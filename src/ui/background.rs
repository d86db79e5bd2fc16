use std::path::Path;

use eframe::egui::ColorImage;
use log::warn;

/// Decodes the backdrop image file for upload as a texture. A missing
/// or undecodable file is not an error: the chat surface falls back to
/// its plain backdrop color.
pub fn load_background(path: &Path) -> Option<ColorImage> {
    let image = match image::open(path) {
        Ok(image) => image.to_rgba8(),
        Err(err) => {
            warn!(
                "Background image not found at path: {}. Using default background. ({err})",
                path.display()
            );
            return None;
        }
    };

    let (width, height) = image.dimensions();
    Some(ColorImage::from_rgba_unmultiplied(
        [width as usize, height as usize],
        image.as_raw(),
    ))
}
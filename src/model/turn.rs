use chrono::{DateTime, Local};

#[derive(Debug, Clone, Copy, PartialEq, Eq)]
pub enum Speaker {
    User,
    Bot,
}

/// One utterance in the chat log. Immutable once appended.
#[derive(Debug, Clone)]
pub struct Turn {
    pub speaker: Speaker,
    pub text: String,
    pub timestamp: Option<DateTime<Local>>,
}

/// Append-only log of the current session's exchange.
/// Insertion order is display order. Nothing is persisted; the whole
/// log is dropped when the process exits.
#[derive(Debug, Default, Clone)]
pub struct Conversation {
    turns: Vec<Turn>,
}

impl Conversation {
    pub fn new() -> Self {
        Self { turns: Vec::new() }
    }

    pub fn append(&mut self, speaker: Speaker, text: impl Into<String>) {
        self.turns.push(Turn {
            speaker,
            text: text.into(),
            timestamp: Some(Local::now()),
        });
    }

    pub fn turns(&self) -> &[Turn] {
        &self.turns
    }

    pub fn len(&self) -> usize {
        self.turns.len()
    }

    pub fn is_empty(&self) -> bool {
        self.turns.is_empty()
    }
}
---------------
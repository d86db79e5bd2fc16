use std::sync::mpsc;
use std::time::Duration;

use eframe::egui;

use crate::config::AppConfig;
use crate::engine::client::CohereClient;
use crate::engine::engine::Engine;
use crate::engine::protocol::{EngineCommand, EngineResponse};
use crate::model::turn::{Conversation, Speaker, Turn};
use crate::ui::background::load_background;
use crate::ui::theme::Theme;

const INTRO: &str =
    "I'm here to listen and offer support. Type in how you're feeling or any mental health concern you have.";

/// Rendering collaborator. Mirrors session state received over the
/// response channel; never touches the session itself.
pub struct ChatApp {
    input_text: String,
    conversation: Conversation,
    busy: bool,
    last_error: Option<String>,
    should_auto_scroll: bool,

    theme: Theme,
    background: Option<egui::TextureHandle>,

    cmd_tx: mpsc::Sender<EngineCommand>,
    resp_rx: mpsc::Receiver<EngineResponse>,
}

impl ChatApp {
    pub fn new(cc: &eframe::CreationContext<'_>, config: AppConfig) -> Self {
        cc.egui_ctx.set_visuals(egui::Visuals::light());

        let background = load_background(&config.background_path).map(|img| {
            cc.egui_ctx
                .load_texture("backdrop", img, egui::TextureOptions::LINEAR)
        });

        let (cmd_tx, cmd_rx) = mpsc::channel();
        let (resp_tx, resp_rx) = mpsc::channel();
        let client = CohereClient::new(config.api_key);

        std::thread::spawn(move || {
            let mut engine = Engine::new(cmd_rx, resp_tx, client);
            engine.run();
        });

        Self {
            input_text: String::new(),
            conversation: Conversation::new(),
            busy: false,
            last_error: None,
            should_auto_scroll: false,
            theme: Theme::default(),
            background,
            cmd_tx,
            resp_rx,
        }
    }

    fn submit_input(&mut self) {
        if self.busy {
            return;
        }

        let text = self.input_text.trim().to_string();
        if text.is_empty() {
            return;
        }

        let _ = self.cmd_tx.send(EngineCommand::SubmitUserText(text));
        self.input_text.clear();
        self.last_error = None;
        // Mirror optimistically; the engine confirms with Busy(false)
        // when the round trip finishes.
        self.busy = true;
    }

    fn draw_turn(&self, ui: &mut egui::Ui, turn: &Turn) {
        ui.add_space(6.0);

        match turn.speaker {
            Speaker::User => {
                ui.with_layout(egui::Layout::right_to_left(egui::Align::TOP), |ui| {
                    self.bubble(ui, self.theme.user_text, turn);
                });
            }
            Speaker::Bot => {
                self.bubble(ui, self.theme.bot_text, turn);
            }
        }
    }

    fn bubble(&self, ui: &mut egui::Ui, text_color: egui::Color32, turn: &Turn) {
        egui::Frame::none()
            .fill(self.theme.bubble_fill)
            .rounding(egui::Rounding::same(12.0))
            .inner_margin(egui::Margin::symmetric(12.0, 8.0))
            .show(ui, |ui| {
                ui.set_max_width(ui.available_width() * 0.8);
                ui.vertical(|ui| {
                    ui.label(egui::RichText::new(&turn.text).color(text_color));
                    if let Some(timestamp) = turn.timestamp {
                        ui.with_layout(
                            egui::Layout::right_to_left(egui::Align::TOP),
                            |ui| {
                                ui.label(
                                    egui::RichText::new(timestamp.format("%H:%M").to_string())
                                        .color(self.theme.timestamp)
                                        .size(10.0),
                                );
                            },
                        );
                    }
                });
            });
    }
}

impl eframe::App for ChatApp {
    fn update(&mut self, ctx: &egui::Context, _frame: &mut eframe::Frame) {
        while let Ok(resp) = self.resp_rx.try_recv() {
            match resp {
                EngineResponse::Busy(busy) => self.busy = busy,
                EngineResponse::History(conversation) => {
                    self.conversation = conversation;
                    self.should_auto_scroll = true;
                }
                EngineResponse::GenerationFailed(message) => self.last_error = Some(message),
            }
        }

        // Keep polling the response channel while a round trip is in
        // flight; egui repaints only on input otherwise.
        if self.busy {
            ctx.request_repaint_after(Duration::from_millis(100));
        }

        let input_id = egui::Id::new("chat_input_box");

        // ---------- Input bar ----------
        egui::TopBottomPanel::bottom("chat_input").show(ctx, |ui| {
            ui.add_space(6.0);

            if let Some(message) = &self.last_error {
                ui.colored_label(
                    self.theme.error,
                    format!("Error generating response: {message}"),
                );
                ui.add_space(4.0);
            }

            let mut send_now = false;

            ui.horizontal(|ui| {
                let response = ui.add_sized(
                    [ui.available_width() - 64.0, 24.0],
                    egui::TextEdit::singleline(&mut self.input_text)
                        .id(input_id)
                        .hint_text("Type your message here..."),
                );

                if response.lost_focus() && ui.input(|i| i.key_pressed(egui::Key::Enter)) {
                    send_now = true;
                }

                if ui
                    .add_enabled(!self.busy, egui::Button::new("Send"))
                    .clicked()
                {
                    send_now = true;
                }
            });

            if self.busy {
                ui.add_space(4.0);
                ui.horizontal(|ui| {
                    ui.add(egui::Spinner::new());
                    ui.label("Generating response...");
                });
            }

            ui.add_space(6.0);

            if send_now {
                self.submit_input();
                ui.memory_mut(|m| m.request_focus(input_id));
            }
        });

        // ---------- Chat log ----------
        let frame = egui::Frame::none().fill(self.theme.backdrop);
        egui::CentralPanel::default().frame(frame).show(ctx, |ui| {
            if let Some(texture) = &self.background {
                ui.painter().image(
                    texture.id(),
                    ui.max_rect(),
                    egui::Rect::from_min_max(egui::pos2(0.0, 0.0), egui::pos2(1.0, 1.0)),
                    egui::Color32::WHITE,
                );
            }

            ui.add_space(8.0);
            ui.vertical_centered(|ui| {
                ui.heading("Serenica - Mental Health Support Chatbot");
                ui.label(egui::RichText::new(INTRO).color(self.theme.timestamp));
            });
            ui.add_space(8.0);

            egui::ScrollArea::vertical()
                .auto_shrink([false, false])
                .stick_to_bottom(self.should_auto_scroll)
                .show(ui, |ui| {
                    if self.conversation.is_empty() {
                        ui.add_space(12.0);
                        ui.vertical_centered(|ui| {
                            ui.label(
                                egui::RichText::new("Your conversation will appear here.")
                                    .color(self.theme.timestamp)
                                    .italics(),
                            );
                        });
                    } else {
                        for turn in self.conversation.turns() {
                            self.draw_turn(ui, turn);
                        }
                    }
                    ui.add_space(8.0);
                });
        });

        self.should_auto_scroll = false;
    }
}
---------------
Try it: Search the entries above for lines containing the word "filename", and copy each one.

Written solution:
filename src/ui/background.rs
filename src/model/turn.rs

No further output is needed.